2) We have asked for the top 20 reports from each department to further seed the visualizations. This will help to populate the visualization and I believe help the clients to generate other data requirements that we are missing.
3) We are capturing data requirements or reports in the simplest mode possible. We decided to leverage the Goal, Question, Metric method proposed by Victor Basili. Our data requirement stories will specify the following:
- Noun : The object of primary interest
- Question : The main inquiry about the noun
- Reason : What is the business reason for the question
- Frequency : How often do I need the answer?
An example is provided below:
Noun |
Question |
Reason |
Frequency |
Claims |
Amount > $1,000 |
To generate audits |
Monthly |
We will capture these additional data requirement stories in Silent Brainstorming sessions with users. This Silent Brainstorming will occur after we present the visualizations and review the data requirements that have seeded the visualization.
The final piece of the puzzle
Even with those first three pieces, it was still unclear how we could visualize the data and reporting requirements and gain engagement with the clients. Then during an Innovation Games course that was educating us on how to customize and create our own game, it struck me. The Product Tree is the wrong metaphor for our data requirements. We need something that visualizes the data requirements themselves. We iterated through a spider web metaphor, to a 3 dimensional axis metaphor, until we ended up on a hexagon. I’d recommend you find the shape that best fits your data domain. The hex and its six dimensions fit our data domain nicely.
The hex diagram below is our customized Innovation Game we will use to seed data requirements and generate new requirements.

The Concept
Usually for all data requirements or reports there is a person object at the centre. This is no exception. We will have a data hex for each type of person that the corporation needs to know about. The six accesses were chosen by understanding the data domain and by reviewing existing reports that are used by the client. The existing data requirements and reports will be translated into the data requirement stories and placed on the hex. Sessions will be facilitated to add additional stories onto the data hexes.
Once all of the stories have been placed on the data hexes we will prioritize the stories by moving the data requirement stories based on priority. Data Requirement stories that are high priority will be moved near the centre. Stories of less priority will be moved to the outer rings.
The Rationale
Using this metaphor we are able to do the following:
1) Visualize the hundreds of data requirements and reports of the corporation at once and prioritize them.

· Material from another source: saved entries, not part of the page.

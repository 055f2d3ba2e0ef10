use std::cmp::Ordering;
use std::collections::BinaryHeap;

use bevy_ecs::prelude::Resource;

use crate::model::{RequestId, SimTime, VehicleId, ONE_SEC_MS};

/// Event kinds in same-timestamp processing order: vehicle progress first,
/// then expiries, then the dispatch cycle, then new submissions.
#[derive(Debug, Clone, Copy, PartialEq, Eq, PartialOrd, Ord, Hash)]
pub enum EventKind {
    VehicleTaskEnded,
    RequestExpired,
    DispatchCycle,
    RequestSubmitted,
}

#[derive(Debug, Clone, Copy, PartialEq, Eq, PartialOrd, Ord, Hash)]
pub enum EventSubject {
    Request(RequestId),
    Vehicle(VehicleId),
}

#[derive(Debug, Clone, Copy, PartialEq, Eq)]
pub struct Event {
    pub timestamp: SimTime,
    pub kind: EventKind,
    pub subject: Option<EventSubject>,
    /// Insertion order; breaks remaining ties so pops are deterministic.
    seq: u64,
}

impl Event {
    pub fn request(&self) -> Option<RequestId> {
        match self.subject {
            Some(EventSubject::Request(id)) => Some(id),
            _ => None,
        }
    }

    pub fn vehicle(&self) -> Option<VehicleId> {
        match self.subject {
            Some(EventSubject::Vehicle(id)) => Some(id),
            _ => None,
        }
    }
}

impl Ord for Event {
    fn cmp(&self, other: &Self) -> Ordering {
        // Reverse ordering to make BinaryHeap a min-heap by timestamp.
        other
            .timestamp
            .cmp(&self.timestamp)
            .then_with(|| other.kind.cmp(&self.kind))
            .then_with(|| other.seq.cmp(&self.seq))
    }
}

impl PartialOrd for Event {
    fn partial_cmp(&self, other: &Self) -> Option<Ordering> {
        Some(self.cmp(other))
    }
}

/// The event being processed by the current schedule run.
#[derive(Debug, Clone, Copy, Resource)]
pub struct CurrentEvent(pub Event);

#[derive(Debug, Default, Resource)]
pub struct SimulationClock {
    now: SimTime,
    next_seq: u64,
    events: BinaryHeap<Event>,
}

impl SimulationClock {
    pub fn now(&self) -> SimTime {
        self.now
    }

    pub fn schedule_at(
        &mut self,
        timestamp: SimTime,
        kind: EventKind,
        subject: Option<EventSubject>,
    ) {
        debug_assert!(
            timestamp >= self.now,
            "event timestamp must be >= current time"
        );
        let seq = self.next_seq;
        self.next_seq += 1;
        self.events.push(Event {
            timestamp: timestamp.max(self.now),
            kind,
            subject,
            seq,
        });
    }

    pub fn schedule_at_secs(&mut self, secs: u64, kind: EventKind, subject: Option<EventSubject>) {
        self.schedule_at(secs * ONE_SEC_MS, kind, subject);
    }

    pub fn schedule_in(&mut self, delay: SimTime, kind: EventKind, subject: Option<EventSubject>) {
        self.schedule_at(self.now.saturating_add(delay), kind, subject);
    }

    pub fn schedule_in_secs(&mut self, secs: u64, kind: EventKind, subject: Option<EventSubject>) {
        self.schedule_in(secs * ONE_SEC_MS, kind, subject);
    }

    pub fn pop_next(&mut self) -> Option<Event> {
        let event = self.events.pop()?;
        self.now = event.timestamp;
        Some(event)
    }

    pub fn next_event_time(&self) -> Option<SimTime> {
        self.events.peek().map(|e| e.timestamp)
    }

    /// True if an event of `kind` is queued at any time.
    pub fn has_pending(&self, kind: EventKind) -> bool {
        self.events.iter().any(|e| e.kind == kind)
    }

    pub fn len(&self) -> usize {
        self.events.len()
    }

    pub fn is_empty(&self) -> bool {
        self.events.is_empty()
    }
}
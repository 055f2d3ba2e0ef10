//! Fleet collaborator contract: vehicle status queries and schedule commits.
//!
//! The dispatch core never mutates vehicle schedules except through
//! [Fleet::commit]. [schedule::SimFleet] is the reference implementation used by
//! the simulation harness.

pub mod schedule;

use crate::error::CommitError;
use crate::model::{Location, Request, SimTime, VehicleId};
use crate::routing::PathData;

/// Where and when a vehicle is next free to start a new ride.
#[derive(Debug, Clone, Copy, PartialEq)]
pub struct Idleness {
    pub location: Location,
    pub time: SimTime,
}

pub trait Fleet {
    /// All vehicles, in ascending id order.
    fn vehicle_ids(&self) -> Vec<VehicleId>;

    /// In service with nothing left to do at `now`.
    fn is_idle(&self, vehicle: VehicleId, now: SimTime) -> bool;

    /// Outside the service window `[service_begin, service_end)`.
    fn is_out_of_service(&self, vehicle: VehicleId, now: SimTime) -> bool;

    /// End of the committed schedule; `None` when the vehicle cannot take new work.
    fn earliest_idleness(&self, vehicle: VehicleId, now: SimTime) -> Option<Idleness>;

    /// Append the ride for `request` to the vehicle's schedule, starting with the
    /// empty `pickup` drive.
    fn commit(
        &mut self,
        vehicle: VehicleId,
        request: &Request,
        pickup: PathData,
        now: SimTime,
    ) -> Result<(), CommitError>;
}
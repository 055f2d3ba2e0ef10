//! Reference fleet: vehicles with service windows and an append-only task list.
//!
//! A committed ride becomes four tasks: empty drive to the pickup, pickup stop,
//! occupied drive, drop-off stop. Tasks are retired by [SimFleet::advance] as
//! simulation time passes their end.

use std::collections::{BTreeMap, VecDeque};
use std::sync::Arc;

use bevy_ecs::prelude::Resource;
use serde::{Deserialize, Serialize};

use crate::error::{CommitError, ScenarioError};
use crate::fleet::{Fleet, Idleness};
use crate::model::{LinkId, Location, PassengerId, Request, RequestId, SimTime, VehicleId};
use crate::routing::{PathData, PathProvider};

#[derive(Debug, Clone, Copy, PartialEq, Eq, Hash, Serialize, Deserialize)]
#[serde(rename_all = "snake_case")]
pub enum TaskKind {
    EmptyDrive,
    Pickup,
    OccupiedDrive,
    Dropoff,
}

impl TaskKind {
    pub fn is_drive(self) -> bool {
        matches!(self, TaskKind::EmptyDrive | TaskKind::OccupiedDrive)
    }
}

#[derive(Debug, Clone, PartialEq)]
pub struct Task {
    pub kind: TaskKind,
    pub begin: SimTime,
    pub end: SimTime,
    pub request: RequestId,
    pub passenger: PassengerId,
    /// Where the vehicle is once the task ends.
    pub end_location: Location,
    /// Links driven; empty for stops.
    pub links: Vec<LinkId>,
}

#[derive(Debug, Clone)]
pub struct FleetVehicle {
    pub id: VehicleId,
    pub service_begin: SimTime,
    pub service_end: SimTime,
    /// Location after the last retired task.
    pub location: Location,
    pub tasks: VecDeque<Task>,
}

impl FleetVehicle {
    /// Where the vehicle ends up once its committed schedule is done.
    pub fn final_location(&self) -> Location {
        self.tasks.back().map_or(self.location, |t| t.end_location)
    }

    pub fn busy_until(&self) -> SimTime {
        self.tasks.back().map_or(0, |t| t.end)
    }

    pub fn current_task(&self, now: SimTime) -> Option<&Task> {
        self.tasks.iter().find(|t| t.begin <= now && now < t.end)
    }
}

/// A retired task, reported to the harness for ride telemetry.
#[derive(Debug, Clone, Copy, PartialEq, Eq)]
pub struct TaskEnded {
    pub vehicle: VehicleId,
    pub kind: TaskKind,
    pub request: RequestId,
    pub passenger: PassengerId,
    pub time: SimTime,
}

#[derive(Resource)]
pub struct SimFleet {
    vehicles: BTreeMap<VehicleId, FleetVehicle>,
    paths: Arc<dyn PathProvider>,
    pickup_duration: SimTime,
    dropoff_duration: SimTime,
    /// Task end times not yet handed to the clock.
    wakeups: Vec<(VehicleId, SimTime)>,
}

impl SimFleet {
    pub fn new(
        paths: Arc<dyn PathProvider>,
        pickup_duration: SimTime,
        dropoff_duration: SimTime,
    ) -> Self {
        Self {
            vehicles: BTreeMap::new(),
            paths,
            pickup_duration,
            dropoff_duration,
            wakeups: Vec::new(),
        }
    }

    pub fn add_vehicle(
        &mut self,
        id: VehicleId,
        start: Location,
        service_begin: SimTime,
        service_end: SimTime,
    ) -> Result<(), ScenarioError> {
        if self.vehicles.contains_key(&id) {
            return Err(ScenarioError::DuplicateVehicle(id));
        }
        self.vehicles.insert(
            id,
            FleetVehicle {
                id,
                service_begin,
                service_end,
                location: start,
                tasks: VecDeque::new(),
            },
        );
        Ok(())
    }

    pub fn vehicle(&self, id: VehicleId) -> Option<&FleetVehicle> {
        self.vehicles.get(&id)
    }

    pub fn len(&self) -> usize {
        self.vehicles.len()
    }

    pub fn is_empty(&self) -> bool {
        self.vehicles.is_empty()
    }

    pub fn drain_wakeups(&mut self) -> Vec<(VehicleId, SimTime)> {
        std::mem::take(&mut self.wakeups)
    }

    /// Retire every task of `vehicle` that has ended by `now`.
    pub fn advance(&mut self, vehicle: VehicleId, now: SimTime) -> Vec<TaskEnded> {
        let Some(v) = self.vehicles.get_mut(&vehicle) else {
            return Vec::new();
        };
        let mut ended = Vec::new();
        while v.tasks.front().is_some_and(|t| t.end <= now) {
            let Some(task) = v.tasks.pop_front() else {
                break;
            };
            v.location = task.end_location;
            ended.push(TaskEnded {
                vehicle,
                kind: task.kind,
                request: task.request,
                passenger: task.passenger,
                time: task.end,
            });
        }
        ended
    }

    /// True when the vehicle is moving at `now`.
    pub fn is_driving(&self, vehicle: VehicleId, now: SimTime) -> bool {
        self.vehicles
            .get(&vehicle)
            .and_then(|v| v.current_task(now))
            .is_some_and(|t| t.kind.is_drive())
    }
}

impl Fleet for SimFleet {
    fn vehicle_ids(&self) -> Vec<VehicleId> {
        self.vehicles.keys().copied().collect()
    }

    fn is_idle(&self, vehicle: VehicleId, now: SimTime) -> bool {
        !self.is_out_of_service(vehicle, now)
            && self
                .vehicles
                .get(&vehicle)
                .is_some_and(|v| v.tasks.iter().all(|t| t.end <= now))
    }

    fn is_out_of_service(&self, vehicle: VehicleId, now: SimTime) -> bool {
        self.vehicles
            .get(&vehicle)
            .map_or(true, |v| now < v.service_begin || now >= v.service_end)
    }

    fn earliest_idleness(&self, vehicle: VehicleId, now: SimTime) -> Option<Idleness> {
        let v = self.vehicles.get(&vehicle)?;
        let time = now.max(v.busy_until()).max(v.service_begin);
        if time >= v.service_end {
            return None;
        }
        Some(Idleness {
            location: v.final_location(),
            time,
        })
    }

    fn commit(
        &mut self,
        vehicle: VehicleId,
        request: &Request,
        pickup: PathData,
        now: SimTime,
    ) -> Result<(), CommitError> {
        let v = self
            .vehicles
            .get(&vehicle)
            .ok_or(CommitError::UnknownVehicle(vehicle))?;
        let start = pickup.departure.max(now).max(v.busy_until());
        if start >= v.service_end {
            return Err(CommitError::ServiceEnded {
                vehicle,
                service_end: v.service_end,
            });
        }

        let arrive_at_pickup = start.saturating_add(pickup.travel_time);
        let pickup_end = arrive_at_pickup.saturating_add(self.pickup_duration);
        let occupied = self
            .paths
            .path(&request.from, &request.to, pickup_end)
            .ok_or(CommitError::NoRoute {
                from: request.from.link,
                to: request.to.link,
            })?;
        let arrive_at_dropoff = pickup_end.saturating_add(occupied.travel_time);
        let dropoff_end = arrive_at_dropoff.saturating_add(self.dropoff_duration);

        let task = |kind, begin, end, end_location, links| Task {
            kind,
            begin,
            end,
            request: request.id,
            passenger: request.passenger,
            end_location,
            links,
        };
        let chain = [
            task(
                TaskKind::EmptyDrive,
                start,
                arrive_at_pickup,
                request.from,
                pickup.links,
            ),
            task(
                TaskKind::Pickup,
                arrive_at_pickup,
                pickup_end,
                request.from,
                Vec::new(),
            ),
            task(
                TaskKind::OccupiedDrive,
                pickup_end,
                arrive_at_dropoff,
                request.to,
                occupied.links,
            ),
            task(
                TaskKind::Dropoff,
                arrive_at_dropoff,
                dropoff_end,
                request.to,
                Vec::new(),
            ),
        ];

        let Some(v) = self.vehicles.get_mut(&vehicle) else {
            return Err(CommitError::UnknownVehicle(vehicle));
        };
        for t in chain {
            self.wakeups.push((vehicle, t.end));
            v.tasks.push_back(t);
        }
        Ok(())
    }
}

2) Ensure we are working on the true data requirements across the entire corporation.
3) Work in a true iterative fashion in how we deliver data requirements and ultimately build the Data Warehouse iteratively.
4) Use a light weight method that limits detailed design up front
Summary
If you want to hear how this process worked, the results will be presented at Agile 2012 in Dallas and at SDEC2012 in Winnipeg! I’ll also have a subsequent blog post that publishes the results. So far the feedback has been encouraging and we will be expanding the use of the process over the next few weeks.